Work required
Go through the entries below and say how many lines contain the string "derive"; write only that number.
- - -
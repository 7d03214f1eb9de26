//! CLI argument definitions for Admit.
//!
//! Uses `clap` derive macros to define the command surface. Each command
//! corresponds to a handler in the [`super::commands`] module.

use std::path::PathBuf;

use admit_core::config::OutputFormat;
use clap::{Parser, Subcommand};

#[derive(Parser, Debug)]
#[command(
    name = "admit",
    version,
    about = "Replay and inspect module activation plans",
    long_about = "Admit feeds the modules of an activation plan (Admit.toml) through an \
                  incremental dependency-acceptance queue and reports which modules are \
                  accepted, in which order, and what is still waiting."
)]
pub struct Cli {
    #[command(subcommand)]
    pub command: Command,

    /// Path to the activation plan (defaults to the nearest Admit.toml)
    #[arg(long, global = true)]
    pub plan: Option<PathBuf>,

    /// Output format: text or json (defaults to the configured format)
    #[arg(long, global = true)]
    pub format: Option<OutputFormat>,

    /// Enable verbose output
    #[arg(short, long, global = true)]
    pub verbose: bool,
}

#[derive(Subcommand, Debug)]
pub enum Command {
    /// Run the plan's script step by step and show what each step changed
    Replay,

    /// Offer every module and show accepted and pending modules
    Status,

    /// Offer every module and show the activation tree
    Tree {
        /// Maximum depth to display
        #[arg(short, long)]
        depth: Option<usize>,
        /// Show the modules relying on this module instead
        #[arg(short, long)]
        invert: Option<String>,
    },
}

pub fn parse() -> Cli {
    Cli::parse()
}
use admit_core::config::{dirs_path, GlobalConfig, OutputFormat};
use std::fs;
use tempfile::TempDir;

#[test]
fn test_global_config_defaults() {
    let config = GlobalConfig::default();
    assert_eq!(config.log.level, "warn");
    assert_eq!(config.output.format, OutputFormat::Text);
}

#[test]
fn test_global_config_empty_toml_uses_defaults() {
    let config: GlobalConfig = toml::from_str("").unwrap();
    assert_eq!(config.log.level, "warn");
    assert_eq!(config.output.format, OutputFormat::Text);
}

#[test]
fn test_global_config_parse_from_toml() {
    let toml = r#"
[log]
level = "admit_queue=trace"

[output]
format = "json"
"#;
    let config: GlobalConfig = toml::from_str(toml).unwrap();
    assert_eq!(config.log.level, "admit_queue=trace");
    assert_eq!(config.output.format, OutputFormat::Json);
}

#[test]
fn test_dirs_path_contains_admit() {
    assert!(dirs_path().ends_with(".admit"));
}

#[test]
fn test_load_from_missing_file_returns_defaults() {
    let tmp = TempDir::new().unwrap();
    let config = GlobalConfig::load_from(&tmp.path().join("config.toml")).unwrap();
    assert_eq!(config.log.level, "warn");
}

#[test]
fn test_load_from_file() {
    let tmp = TempDir::new().unwrap();
    let path = tmp.path().join("config.toml");
    fs::write(&path, "[output]\nformat = \"json\"\n").unwrap();
    let config = GlobalConfig::load_from(&path).unwrap();
    assert_eq!(config.output.format, OutputFormat::Json);
    assert_eq!(config.log.level, "warn");
}

#[test]
fn test_load_from_invalid_file_fails() {
    let tmp = TempDir::new().unwrap();
    let path = tmp.path().join("config.toml");
    fs::write(&path, "[output]\nformat = \"yaml\"\n").unwrap();
    let err = GlobalConfig::load_from(&path).unwrap_err();
    assert!(err.to_string().contains("Config error"), "got: {err}");
}

#[test]
fn test_output_format_from_str() {
    assert_eq!("json".parse::<OutputFormat>().unwrap(), OutputFormat::Json);
    assert_eq!("TEXT".parse::<OutputFormat>().unwrap(), OutputFormat::Text);
    assert!("xml".parse::<OutputFormat>().is_err());
    assert_eq!(OutputFormat::Json.to_string(), "json");
}
use std::io::Write;

use console::Style;

/// Print a Cargo-style status line: `   Accepted core`
///
/// The `label` is right-padded to 12 characters and printed in bold green,
/// followed by the `message` in the default terminal colour.
pub fn status(label: &str, message: &str) {
    let green_bold = Style::new().green().bold();
    let _ = writeln!(
        std::io::stderr(),
        "{:>12} {message}",
        green_bold.apply_to(label),
    );
}

/// Like [`status`] but uses bold cyan for informational (non-action) messages.
pub fn status_info(label: &str, message: &str) {
    let cyan_bold = Style::new().cyan().bold();
    let _ = writeln!(
        std::io::stderr(),
        "{:>12} {message}",
        cyan_bold.apply_to(label),
    );
}

/// Print a warning-style status line (bold yellow label).
pub fn status_warn(label: &str, message: &str) {
    let yellow_bold = Style::new().yellow().bold();
    let _ = writeln!(
        std::io::stderr(),
        "{:>12} {message}",
        yellow_bold.apply_to(label),
    );
}
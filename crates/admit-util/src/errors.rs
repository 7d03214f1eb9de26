use miette::Diagnostic;
use thiserror::Error;

/// Unified error type for all Admit operations.
#[derive(Debug, Error, Diagnostic)]
pub enum AdmitError {
    /// I/O operation failed.
    #[error("I/O error: {0}")]
    Io(#[from] std::io::Error),

    /// Invalid or malformed activation plan (e.g. Admit.toml).
    #[error("Plan error: {message}")]
    #[diagnostic(help("Check your Admit.toml for syntax errors and undeclared modules"))]
    Plan { message: String },

    /// Invalid global configuration.
    #[error("Config error: {message}")]
    #[diagnostic(help("Check ~/.admit/config.toml or the file named by ADMIT_CONFIG"))]
    Config { message: String },

    /// Catch-all for miscellaneous errors.
    #[error("{message}")]
    Generic { message: String },
}

/// Convenience alias for `miette::Result<T>`.
pub type AdmitResult<T> = miette::Result<T>;
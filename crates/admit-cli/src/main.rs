//! Admit CLI binary.
//!
//! This is the entry point for the `admit` command-line tool. It loads the
//! global configuration, initializes logging via `tracing`, parses arguments
//! with `clap`, and dispatches to the appropriate command handler.

mod cli;
mod commands;

use admit_core::config::GlobalConfig;
use miette::Result;
use tracing_subscriber::EnvFilter;

const VERBOSE_FILTER: &str = "admit_cli=debug,admit_ops=debug,admit_queue=debug";

fn main() -> Result<()> {
    let args = cli::parse();

    let (config, config_err) = match GlobalConfig::load() {
        Ok(config) => (config, None),
        Err(e) => (GlobalConfig::default(), Some(e)),
    };

    let filter = if args.verbose {
        EnvFilter::new(VERBOSE_FILTER)
    } else {
        EnvFilter::try_from_default_env()
            .or_else(|_| EnvFilter::try_new(&config.log.level))
            .unwrap_or_else(|_| EnvFilter::new("warn"))
    };
    tracing_subscriber::fmt()
        .with_env_filter(filter)
        .with_writer(std::io::stderr)
        .init();

    if let Some(e) = config_err {
        tracing::warn!("Failed to load global config, using defaults: {e}");
    }

    commands::dispatch(args, &config)
}
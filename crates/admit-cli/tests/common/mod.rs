#![allow(dead_code)]

use assert_cmd::Command;
use std::fs;
use tempfile::TempDir;

pub const LAYERED: &str = r#"
[[module]]
name = "base"
provides = ["io"]

[[module]]
name = "net"
provides = ["http"]
requires = ["io"]

[[module]]
name = "app"
requires = ["http"]
needs = ["io"]

[[module]]
name = "plugin"
requires = ["scripting"]
"#;

pub const SCRIPTED: &str = r#"
[[module]]
name = "A"
provides = ["x"]

[[module]]
name = "B"
requires = ["x"]

[[step]]
offer = "B"

[[step]]
offer = "A"

[[step]]
retract = "A"
"#;

/// An `admit` invocation isolated from the user's global config.
#[allow(deprecated)]
pub fn admit_cmd(tmp: &TempDir) -> Command {
    let mut cmd = Command::cargo_bin("admit").unwrap();
    cmd.current_dir(tmp.path())
        .env("ADMIT_CONFIG", tmp.path().join("no-config.toml"))
        .env_remove("RUST_LOG");
    cmd
}

pub fn project(plan: &str) -> TempDir {
    let tmp = TempDir::new().unwrap();
    fs::write(tmp.path().join("Admit.toml"), plan).unwrap();
    tmp
}
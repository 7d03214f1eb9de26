//! Handler for `admit status`.

use std::path::Path;

use admit_core::config::OutputFormat;
use miette::Result;

pub fn exec(plan: &Path, format: OutputFormat) -> Result<()> {
    admit_ops::ops_status::run(plan, format)
}
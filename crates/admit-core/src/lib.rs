//! Core data types for Admit.
//!
//! Activation plans (`Admit.toml`) describing modules and the script of
//! offers and retractions to run, and the global user configuration.
//!
//! This crate is intentionally free of queue logic.

pub mod config;
pub mod plan;
use thiserror::Error;

pub type Result<T> = std::result::Result<T, AppError>;

#[derive(Debug, Error)]
pub enum AppError {
    #[error("config error: {0}")]
    Config(#[from] config::ConfigError),
    #[error("connection error: {0}")]
    Connection(String),
    #[error("io error: {0}")]
    Io(#[from] std::io::Error),
}
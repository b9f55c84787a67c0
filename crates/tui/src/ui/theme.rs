use ratatui::style::Color;

#[derive(Debug, Clone, Copy)]
pub struct Theme {
    pub text: Color,
    pub text_muted: Color,
    pub border: Color,
    pub accent: Color,
    pub positive: Color,
    pub error: Color,
}

impl Default for Theme {
    fn default() -> Self {
        Self {
            text: Color::Rgb(220, 220, 220),
            text_muted: Color::Rgb(140, 140, 140),
            border: Color::Rgb(70, 80, 90),
            accent: Color::Rgb(80, 160, 160),
            positive: Color::Rgb(110, 180, 110),
            error: Color::Rgb(200, 80, 80),
        }
    }
}
mod app;
mod client;
mod config;
mod error;
mod ui;

use crate::error::Result;

#[tokio::main]
async fn main() -> Result<()> {
    let config = config::load()?;

    // The terminal belongs to the UI, so logs go to a file.
    let log_file = std::fs::OpenOptions::new()
        .create(true)
        .append(true)
        .open(&config.log_file)?;
    tracing_subscriber::fmt()
        .with_env_filter(format!(
            "officina_tui={level},store={level}",
            level = config.level
        ))
        .with_writer(std::sync::Mutex::new(log_file))
        .with_ansi(false)
        .init();

    let mut app = app::App::new(config);
    app.run().await?;
    Ok(())
}
use ratatui::{
    Frame,
    layout::Rect,
    style::{Modifier, Style},
    text::{Line, Span},
    widgets::Paragraph,
};

use crate::{app::Section, ui::theme::Theme};

/// Renders the horizontal tab bar for section navigation.
pub fn render_tabs(frame: &mut Frame<'_>, area: Rect, active: Section, theme: &Theme) {
    let sections = [Section::Service, Section::Expenses, Section::Config];

    let mut spans = Vec::new();
    spans.push(Span::raw(" "));

    for (i, section) in sections.iter().enumerate() {
        if i > 0 {
            spans.push(Span::raw("  "));
        }

        spans.push(Span::styled(
            format!("F{}", i + 1),
            Style::default().fg(theme.text_muted),
        ));
        spans.push(Span::raw(" "));

        let label = section.label();
        if *section == active {
            spans.push(Span::styled("[", Style::default().fg(theme.accent)));
            spans.push(Span::styled(
                label,
                Style::default()
                    .fg(theme.accent)
                    .add_modifier(Modifier::BOLD),
            ));
            spans.push(Span::styled("]", Style::default().fg(theme.accent)));
        } else {
            spans.push(Span::styled(label, Style::default().fg(theme.text_muted)));
        }
    }

    frame.render_widget(Paragraph::new(Line::from(spans)), area);
}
- - -
Exercise output
6